**Task brief:**
Show each line of the records in which the word "SubscriptionConfig" occurs.

**Dataset items:**
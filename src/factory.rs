//! # Client Bootstrap
//!
//! [`ClientFactory::create_client`] turns a [`ClientConfig`] into a connected
//! [`Client`]:
//!
//! 1. Resolve the execution resource (override, private, or shared default)
//! 2. Open a transport channel on it
//! 3. Bind a connection manager and a command manager to the channel
//! 4. Install a message handler for push traffic
//! 5. Run the handshake
//!
//! A client is only returned once the handshake succeeded. Any earlier
//! failure is returned as-is, after the channel has been closed and a
//! private resource quiesced.
//!
//! The collaborators are produced by a [`ClientComponents`] implementation
//! handed to the factory, so tests can substitute their own.

use futures::future::{BoxFuture, FutureExt};
use log::{debug, info, warn};
use std::fmt;
use std::sync::Arc;

use crate::channel::TransportChannel;
use crate::client::{Client, ResourceOwnership};
use crate::config::{ClientConfig, SubscriptionConfig};
use crate::error::{Error, Result};
use crate::managers::{CommandManager, ConnectionManager, Connector, Dispatcher};
use crate::message::MessageHandler;
use crate::resource::{ResourceAllocator, SharedResource};

/// Produces the default resource when the allocator has none.
///
/// Returning `Ok(None)` means no default can be provided on this platform.
pub type ResourceFactory = Arc<dyn Fn() -> Result<Option<SharedResource>> + Send + Sync>;

/// Builders for everything a client is made of.
pub trait ClientComponents: Send + Sync {
    fn build_channel<'a>(
        &'a self,
        config: &'a ClientConfig,
        resource: &'a SharedResource,
    ) -> BoxFuture<'a, Result<Arc<TransportChannel>>>;

    fn build_connection_manager(&self, channel: &Arc<TransportChannel>) -> Arc<dyn Connector>;

    fn build_command_manager(&self, channel: &Arc<TransportChannel>) -> Arc<dyn Dispatcher>;

    fn build_message_handler(
        &self,
        channel: &Arc<TransportChannel>,
        subscriptions: Option<&SubscriptionConfig>,
    ) -> Arc<MessageHandler> {
        MessageHandler::register(channel, subscriptions)
    }
}

/// TCP channel plus the real managers.
#[derive(Debug, Default, Clone, Copy)]
pub struct DefaultComponents;

impl ClientComponents for DefaultComponents {
    fn build_channel<'a>(
        &'a self,
        config: &'a ClientConfig,
        resource: &'a SharedResource,
    ) -> BoxFuture<'a, Result<Arc<TransportChannel>>> {
        TransportChannel::connect(config, resource).boxed()
    }

    fn build_connection_manager(&self, channel: &Arc<TransportChannel>) -> Arc<dyn Connector> {
        Arc::new(ConnectionManager::new(Arc::clone(channel)))
    }

    fn build_command_manager(&self, channel: &Arc<TransportChannel>) -> Arc<dyn Dispatcher> {
        Arc::new(CommandManager::new(Arc::clone(channel)))
    }
}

**Reply:**
use crate::config::{ClientConfig, SubscriptionConfig};
        subscriptions: Option<&SubscriptionConfig>,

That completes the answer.